* [Activity] Return exactly the lines below, starting with the one that has "pub struct Discovery" and going on through the one that has "Begin delivering discoveries".

* [Material shown]
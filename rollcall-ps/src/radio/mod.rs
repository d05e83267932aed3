//! Radio abstraction the scanner drives
//!
//! The platform layer pushes discoveries into a channel handed over by
//! [`RadioAdapter::start_discovery`]; there is no polling interval on this side.

use async_trait::async_trait;
use serde::{Deserialize, Serialize};
use std::fmt;
use tokio::sync::mpsc;

use crate::error::ScanError;

pub mod replay;
pub mod scripted;

pub use replay::ReplayRadio;
pub use scripted::ScriptedRadio;

/// Platform capability a scan depends on
#[derive(Debug, Clone, Copy, PartialEq, Eq, Hash, Serialize, Deserialize)]
#[serde(rename_all = "snake_case")]
pub enum Capability {
    Scan,
    Connect,
    CoarseLocation,
}

impl fmt::Display for Capability {
    fn fmt(&self, f: &mut fmt::Formatter<'_>) -> fmt::Result {
        let name = match self {
            Capability::Scan => "bluetooth scan",
            Capability::Connect => "bluetooth connect",
            Capability::CoarseLocation => "coarse location",
        };
        f.write_str(name)
    }
}

/// Every capability must be granted before a scan starts
pub const REQUIRED_CAPABILITIES: [Capability; 3] =
    [Capability::Scan, Capability::Connect, Capability::CoarseLocation];

/// One advertisement heard by the radio
#[derive(Debug, Clone, PartialEq, Serialize, Deserialize)]
pub struct Discovery {
    pub device_id: String,
    #[serde(default)]
    pub name: Option<String>,
    #[serde(default)]
    pub rssi: Option<i16>,
}

impl Discovery {
    pub fn new(device_id: impl Into<String>, name: impl Into<String>, rssi: i16) -> Self {
        Self {
            device_id: device_id.into(),
            name: Some(name.into()),
            rssi: Some(rssi),
        }
    }
}

/// Short-range radio used for beacon discovery
///
/// Implementations must tolerate `stop_discovery` being called when nothing is
/// running, and may keep delivering into a closed sender after a stop.
#[async_trait]
pub trait RadioAdapter: Send + Sync {
    /// Ask the platform for one capability
    async fn request_permission(&self, capability: Capability) -> bool;

    /// Radio present and switched on
    async fn is_powered_on(&self) -> bool;

    /// Begin delivering discoveries into `sink`
    async fn start_discovery(&self, sink: mpsc::Sender<Discovery>) -> Result<(), ScanError>;

    /// Release the radio. Synchronous so it can run from `Drop`.
    fn stop_discovery(&self);

    /// Tear down the adapter entirely
    fn shutdown(&self) {
        self.stop_discovery();
    }
}
//! Error types for rollcall-ps

use thiserror::Error;

use crate::radio::Capability;

/// Scanner failures
///
/// Starting a scan while one is running is not an error; see
/// [`crate::scanner::ScanStart::AlreadyScanning`].
#[derive(Debug, Error, Clone, PartialEq, Eq)]
pub enum ScanError {
    /// The platform refused a capability the scan needs
    #[error("Permission denied: {0}")]
    PermissionDenied(Capability),

    /// Radio missing or switched off
    #[error("Radio unavailable: {0}")]
    RadioUnavailable(String),

    /// The adapter failed to begin discovery
    #[error("Discovery failed to start: {0}")]
    DiscoveryFailed(String),
}

/// Errors submitting a verification to the server
#[derive(Debug, Error)]
pub enum SubmitError {
    /// Definitive biometric mismatch; retrying needs new evidence
    #[error("Verification failed, does not match: {0}")]
    Rejected(String),

    /// Transient failure on the server side; safe to try again
    #[error("Please try again: {0}")]
    Retryable(String),

    /// Token missing, expired or not allowed to perform the request
    #[error("Not authorized: {0}")]
    Unauthorized(String),

    /// Already recorded today, or another attempt is in flight
    #[error("Conflict: {0}")]
    Conflict(String),

    /// Request could not be built or was refused as invalid
    #[error("Invalid request: {0}")]
    Invalid(String),

    #[error("IO error: {0}")]
    Io(#[from] std::io::Error),

    #[error("HTTP error: {0}")]
    Http(#[from] reqwest::Error),
}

* [Reply to the exercise]
pub struct Discovery {
    pub device_id: String,
    #[serde(default)]
    pub name: Option<String>,
    #[serde(default)]
    pub rssi: Option<i16>,
}

impl Discovery {
    pub fn new(device_id: impl Into<String>, name: impl Into<String>, rssi: i16) -> Self {
        Self {
            device_id: device_id.into(),
            name: Some(name.into()),
            rssi: Some(rssi),
        }
    }
}

/// Short-range radio used for beacon discovery
///
/// Implementations must tolerate `stop_discovery` being called when nothing is
/// running, and may keep delivering into a closed sender after a stop.
#[async_trait]
pub trait RadioAdapter: Send + Sync {
    /// Ask the platform for one capability
    async fn request_permission(&self, capability: Capability) -> bool;

    /// Radio present and switched on
    async fn is_powered_on(&self) -> bool;

    /// Begin delivering discoveries into `sink`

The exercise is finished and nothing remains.